Falhas graves encontradas em aviões levaram à suspensão da Voepass
A suspensão cautelar dos voos da Voepass, determinada em 11 de março pela Anac (Agência Nacional de Aviação Civil), está associada a uma série de falhas e problemas identificada em aviões da empresa durante inspeções.
Quando houve a interrupção das operações, a agência informou que a medida seria mantida até que a empresa comprovasse a correção de “não conformidades relacionadas aos sistemas de gestão previstos em regulamentos”.
Mas laudos de inspeções técnicas realizadas nas aeronaves, obtidos pela Folha, apontam cinco falhas estruturais, como deformação de fuselagem, danos na carenagem da porta de carga e trincas na junção entre a asa e a fuselagem. As cinco ocorrências foram identificadas em quatro aeronaves diferentes.
Questionada pela reportagem, a empresa disse que sempre cumpriu as exigências de segurança. “Em 30 anos de atuação, em um setor altamente regulado, a segurança dos passageiros e da tripulação sempre foi, e continuará sendo, a prioridade máxima da Voepass”, afirmou em nota.
A chamada “Operação Assistida”, que fez uma varredura nos equipamentos da empresa, teve início após o acidente aéreo de 9 de agosto de 2024, quando 62 pessoas morreram com a queda do turboélice no município de Vinhedo, interior de São Paulo.
A Anac afirma que, por meio das auditorias, “identificou um cenário de perda de confiabilidade dos mecanismos internos de detecção e correção de problemas da empresa”.
Os achados ocorreram em duas etapas. A primeira fase, realizada em agosto e setembro de 2024, e a segunda, em janeiro e fevereiro deste ano.
O trabalho se deu nas bases de manutenção da Voepass localizadas nos aeroportos de Ribeirão Preto, Guarulhos e Congonhas, em São Paulo, além do Recife (PE) e Galeão (RJ).
Conforme os laudos, no dia 27 de agosto, em Ribeirão Preto, foi detectado um primeiro problema: uma deformação (mossa) na fuselagem do lado direito de uma aeronave.
“O mecânico [da Voepass] responsável pela inspeção da aeronave não identificou o problema durante sua verificação inicial, tendo o dano sido percebido apenas após a intervenção da equipe de inspeção”, afirma o relatório.
Por protocolo, os aviões possuem um mapa de danos arquivado no sistema da empresa, que deve ser consultado sempre que um problema for identificado, para verificar se já está mapeado e sob controle. “Essa prática não foi observada durante a execução das tarefas de pernoite.
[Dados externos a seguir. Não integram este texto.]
//! The seam between the navigator and a UI toolkit.
//!
//! A [`Platform`] draws and animates. The navigator owns the navigation model and tells the
//! platform what changed; the platform reports back when each transition is over through
//! the [`TransitionDone`] token it was given, and reports pops it performed on its own
//! (back button, swipe gesture) through a [`PlatformHandle`].

use tokio::sync::mpsc;
use tracing::debug;

use crate::{
    Result,
    navigation::{ContextId, NavigationError, PlatformEvent},
    transition::{Transition, TransitionDone},
    view::Page,
};

/// Rendering and animation primitives of a UI toolkit.
///
/// Every method is called from the UI loop only, one call at a time.
pub trait Platform: Send + 'static {
    /// Perform `transition`, animated or not, and call [`TransitionDone::finish`] once it
    /// is over. Finishing may happen synchronously inside this call or later from any
    /// thread. A token that is never finished stalls the operation that started it.
    fn perform_transition(&mut self, transition: Transition, animate: bool, done: TransitionDone);

    /// Replace the pages of `context` without a visible transition.
    ///
    /// Used when a push resets the stack and for back-stack surgery.
    fn set_pages(&mut self, context: ContextId, pages: &[Page]);
}

/// Lets a platform report navigation the user performed directly.
#[derive(Debug, Clone)]
pub struct PlatformHandle {
    events: mpsc::UnboundedSender<PlatformEvent>,
}

impl PlatformHandle {
    pub(crate) fn new(events: mpsc::UnboundedSender<PlatformEvent>) -> Self {
        Self { events }
    }

    /// Report that the top page of `context` was popped by the user.
    ///
    /// The pop already happened on screen, so no transition is requested: the navigator
    /// drops the page from its model and publishes it on the popped-page stream.
    pub fn page_popped_interactively(&self, context: ContextId) -> Result<()> {
        debug!(%context, "Interactive pop reported");
        self.events
            .send(PlatformEvent::InteractivePop { context })
            .map_err(|e| NavigationError::CommandSend(e.to_string()))?;
        Ok(())
    }
}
Com isso, existe o risco de danos ocorridos durante a operação da aeronave permanecerem por tempo indeterminado sem mapeamento ou controle”, aponta a inspeção.
Em 11 de setembro de 2024, em Congonhas, foi identificada uma avaria na carenagem de proteção da porta de carga (flap door) de um avião. Duas semanas depois da notificação, a Voepass afirmou que tinha relatado o problema, mas a Anac verificou que a empresa usou “uma referência técnica incorreta, o que compromete a validade do procedimento adotado”.
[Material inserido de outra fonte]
//! Point-in-time views of the navigation state.

use serde::{Deserialize, Serialize};

use super::{ContextId, ModalKind, NavigationContext};
use crate::view::{Page, PageId};

/// One page as seen in a [`NavigationSnapshot`].
#[derive(Debug, Clone, PartialEq, Eq, Serialize, Deserialize)]
pub struct PageSnapshot {
    pub id: PageId,
    pub view_type: String,
    pub title: Option<String>,
    /// `id()` of the bound view-model, if any
    pub view_model: Option<String>,
}

impl PageSnapshot {
    fn of(page: &Page) -> Self {
        Self {
            id: page.id(),
            view_type: page.view_type().to_string(),
            title: page.title().map(str::to_string),
            view_model: page.view_model().map(|vm| vm.id().to_string()),
        }
    }
}

/// One context as seen in a [`NavigationSnapshot`]. Pages are listed bottom to top.
#[derive(Debug, Clone, PartialEq, Eq, Serialize, Deserialize)]
pub struct ContextSnapshot {
    pub id: ContextId,
    pub pages: Vec<PageSnapshot>,
}

impl ContextSnapshot {
    pub(crate) fn of(context: &NavigationContext) -> Self {
        Self {
            id: context.id(),
            pages: context.pages().iter().map(PageSnapshot::of).collect(),
        }
    }

    /// View types of the pages, bottom to top.
    pub fn view_types(&self) -> Vec<&str> {
        self.pages.iter().map(|p| p.view_type.as_str()).collect()
    }
}

/// The context stack and modal stack at one moment on the UI loop.
#[derive(Debug, Clone, PartialEq, Eq, Serialize, Deserialize)]
pub struct NavigationSnapshot {
    /// Root first, active last. Never empty.
    pub contexts: Vec<ContextSnapshot>,
    /// Presented modals, oldest first
    pub modals: Vec<ModalKind>,
    /// Transitions handed to the platform that have not finished yet
    pub pending_transitions: usize,
}

impl NavigationSnapshot {
    /// Number of live navigation contexts.
    pub fn depth(&self) -> usize {
        self.contexts.len()
    }

    pub fn root(&self) -> Option<&ContextSnapshot> {
        self.contexts.first()
    }

    /// The context that receives page pushes and pops.
    pub fn active(&self) -> Option<&ContextSnapshot> {
        self.contexts.last()
    }
}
O terceiro problema foi encontrado em 24 de setembro do ano passado, no aeroporto de Ribeirão. “Foram identificadas trincas na carenagem da junção asa/fuselagem, no lado esquerdo da aeronave”, afirma o relatório.
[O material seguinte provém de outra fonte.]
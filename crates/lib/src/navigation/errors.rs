//! Error types for the navigation module.

use std::time::Duration;

use thiserror::Error;

use super::ContextId;

/// Errors that can occur while coordinating navigation.
#[derive(Debug, Error)]
#[non_exhaustive]
pub enum NavigationError {
    /// A context's root page cannot be popped.
    #[error("Cannot pop the root page of context {context}")]
    CannotPopRootPage { context: ContextId },

    /// `pop_modal` was called while no modal is presented.
    #[error("No modal is presented")]
    NoModalPresented,

    /// The context named by the platform is not on the context stack.
    #[error("Unknown navigation context: {0}")]
    UnknownContext(ContextId),

    /// The caller stopped waiting; the navigation change itself is not undone.
    #[error("Transition did not finish within {timeout:?}")]
    TransitionTimedOut { timeout: Duration },

    /// The UI loop has shut down.
    #[error("Navigation UI loop is not running")]
    Stopped,

    /// A message could not be delivered to the UI loop.
    #[error("Failed to send command to the navigation UI loop: {0}")]
    CommandSend(String),

    /// A background or spawned task failed (panicked or was aborted).
    #[error("Navigation task failed: {0}")]
    TaskFailed(String),

    /// The navigator was created outside of a tokio runtime.
    #[error("A tokio runtime is required to create a navigator: {0}")]
    NoRuntime(String),
}

impl NavigationError {
    /// Check if the UI loop can no longer be reached.
    pub fn is_stopped(&self) -> bool {
        matches!(
            self,
            NavigationError::Stopped | NavigationError::CommandSend(_)
        )
    }

    /// Check if this is a caller-side timeout.
    pub fn is_timeout(&self) -> bool {
        matches!(self, NavigationError::TransitionTimedOut { .. })
    }

    /// Check if the requested change was refused because the stack state forbids it.
    pub fn is_invalid_state(&self) -> bool {
        matches!(
            self,
            NavigationError::CannotPopRootPage { .. }
                | NavigationError::NoModalPresented
                | NavigationError::UnknownContext(_)
        )
    }
}

impl From<NavigationError> for crate::Error {
    fn from(err: NavigationError) -> Self {
        crate::Error::Navigation(err)
    }
}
Após a inspeção da Anac, a equipe de manutenção providenciou a substituição da carenagem, mas um novo problema surgiu. “Foi constatado que o material de proteção contra descarga eletrostática estava danificado e que havia iniciado um processo de desfolhamento do material composto no bordo de ataque da carenagem”, aponta o relatório.